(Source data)
============

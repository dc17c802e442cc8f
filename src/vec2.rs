// Copyright 2025 the Geom2d Authors
// SPDX-License-Identifier: Apache-2.0 OR MIT

//! A 2D vector.

use core::fmt;
use core::ops::{Add, AddAssign, Div, Mul, MulAssign, Neg, Sub, SubAssign};

use crate::Point;

#[cfg(not(feature = "std"))]
use crate::common::FloatFuncs;

/// A 2D vector.
///
/// A displacement between two [`Point`]s; it can be interpreted as a
/// translation.
#[derive(Clone, Copy, Default, Debug, PartialEq)]
#[cfg_attr(feature = "schemars", derive(schemars::JsonSchema))]
#[cfg_attr(feature = "serde", derive(serde::Serialize, serde::Deserialize))]
pub struct Vec2 {
    /// The x-coordinate.
    pub x: f64,
    /// The y-coordinate.
    pub y: f64,
}

impl Vec2 {
    /// The vector (0, 0).
    pub const ZERO: Vec2 = Vec2::new(0., 0.);

    /// Create a new vector.
    #[inline(always)]
    pub const fn new(x: f64, y: f64) -> Vec2 {
        Vec2 { x, y }
    }

    /// Convert this vector into a [`Point`].
    #[inline(always)]
    pub const fn to_point(self) -> Point {
        Point::new(self.x, self.y)
    }

    /// Dot product of two vectors.
    #[inline]
    pub fn dot(self, other: Vec2) -> f64 {
        self.x * other.x + self.y * other.y
    }

    /// Cross product of two vectors.
    ///
    /// This is signed so that `(1, 0) × (0, 1) = 1`.
    #[inline]
    pub fn cross(self, other: Vec2) -> f64 {
        self.x * other.y - self.y * other.x
    }

    /// Magnitude of vector.
    #[inline]
    pub fn length(self) -> f64 {
        self.length_squared().sqrt()
    }

    /// Magnitude squared of vector.
    #[inline]
    pub fn length_squared(self) -> f64 {
        self.dot(self)
    }

    /// The angle in radians between this vector and the positive x axis.
    #[inline]
    pub fn angle(self) -> f64 {
        self.y.atan2(self.x)
    }

    /// The signed angle in radians, in `(-π, π]`, that rotates `self` onto
    /// `other`.
    ///
    /// Positive values go from the positive x axis toward the positive y axis.
    #[inline]
    pub fn signed_angle(self, other: Vec2) -> f64 {
        self.cross(other).atan2(self.dot(other))
    }

    /// A unit vector of the given angle.
    #[inline]
    pub fn from_angle(th: f64) -> Vec2 {
        let (th_sin, th_cos) = th.sin_cos();
        Vec2::new(th_cos, th_sin)
    }

    /// Returns a vector of magnitude 1.0 with the same angle as `self`.
    ///
    /// This produces `NaN` values when the magnitude is `0`.
    #[inline]
    pub fn normalize(self) -> Vec2 {
        self / self.length()
    }

    /// Turn by 90 degrees, from the positive x axis toward the positive y axis.
    ///
    /// `u.cross(v) = u.turn_90().dot(v)`
    #[inline]
    pub fn turn_90(self) -> Vec2 {
        Vec2::new(-self.y, self.x)
    }

    /// Rotate by `th` radians.
    #[inline]
    pub fn rotate(self, th: f64) -> Vec2 {
        let (s, c) = th.sin_cos();
        Vec2::new(self.x * c - self.y * s, self.x * s + self.y * c)
    }

    /// Is this `Vec2` finite?
    #[inline]
    pub fn is_finite(self) -> bool {
        self.x.is_finite() && self.y.is_finite()
    }

    /// Is this `Vec2` `NaN`?
    #[inline]
    pub fn is_nan(self) -> bool {
        self.x.is_nan() || self.y.is_nan()
    }
}

impl From<(f64, f64)> for Vec2 {
    #[inline(always)]
    fn from(v: (f64, f64)) -> Vec2 {
        Vec2 { x: v.0, y: v.1 }
    }
}

impl From<Vec2> for (f64, f64) {
    #[inline(always)]
    fn from(v: Vec2) -> (f64, f64) {
        (v.x, v.y)
    }
}

impl Add for Vec2 {
    type Output = Vec2;

    #[inline]
    fn add(self, other: Vec2) -> Vec2 {
        Vec2::new(self.x + other.x, self.y + other.y)
    }
}

impl AddAssign for Vec2 {
    #[inline]
    fn add_assign(&mut self, other: Vec2) {
        *self = *self + other;
    }
}

impl Sub for Vec2 {
    type Output = Vec2;

    #[inline]
    fn sub(self, other: Vec2) -> Vec2 {
        Vec2::new(self.x - other.x, self.y - other.y)
    }
}

impl SubAssign for Vec2 {
    #[inline]
    fn sub_assign(&mut self, other: Vec2) {
        *self = *self - other;
    }
}

impl Mul<f64> for Vec2 {
    type Output = Vec2;

    #[inline]
    fn mul(self, other: f64) -> Vec2 {
        Vec2::new(self.x * other, self.y * other)
    }
}

impl MulAssign<f64> for Vec2 {
    #[inline]
    fn mul_assign(&mut self, other: f64) {
        *self = *self * other;
    }
}

impl Mul<Vec2> for f64 {
    type Output = Vec2;

    #[inline]
    fn mul(self, other: Vec2) -> Vec2 {
        other * self
    }
}

impl Div<f64> for Vec2 {
    type Output = Vec2;

    #[inline]
    fn div(self, other: f64) -> Vec2 {
        Vec2::new(self.x / other, self.y / other)
    }
}

impl Neg for Vec2 {
    type Output = Vec2;

    #[inline]
    fn neg(self) -> Vec2 {
        Vec2::new(-self.x, -self.y)
    }
}

impl fmt::Display for Vec2 {
    fn fmt(&self, formatter: &mut fmt::Formatter) -> fmt::Result {
        write!(formatter, "<")?;
        fmt::Display::fmt(&self.x, formatter)?;
        write!(formatter, ", ")?;
        fmt::Display::fmt(&self.y, formatter)?;
        write!(formatter, ">")
    }
}

#[cfg(feature = "mint")]
impl From<Vec2> for mint::Vector2<f64> {
    #[inline(always)]
    fn from(p: Vec2) -> mint::Vector2<f64> {
        mint::Vector2 { x: p.x, y: p.y }
    }
}

#[cfg(feature = "mint")]
impl From<mint::Vector2<f64>> for Vec2 {
    #[inline(always)]
    fn from(p: mint::Vector2<f64>) -> Vec2 {
        Vec2 { x: p.x, y: p.y }
    }
}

============

> [DESCRIPTION OF THE TASK]: Which lines of the records contain "that"? Show each of them.

> [TASK RESULT]:
    /// This is signed so that `(1, 0) × (0, 1) = 1`.
    /// The signed angle in radians, in `(-π, π]`, that rotates `self` onto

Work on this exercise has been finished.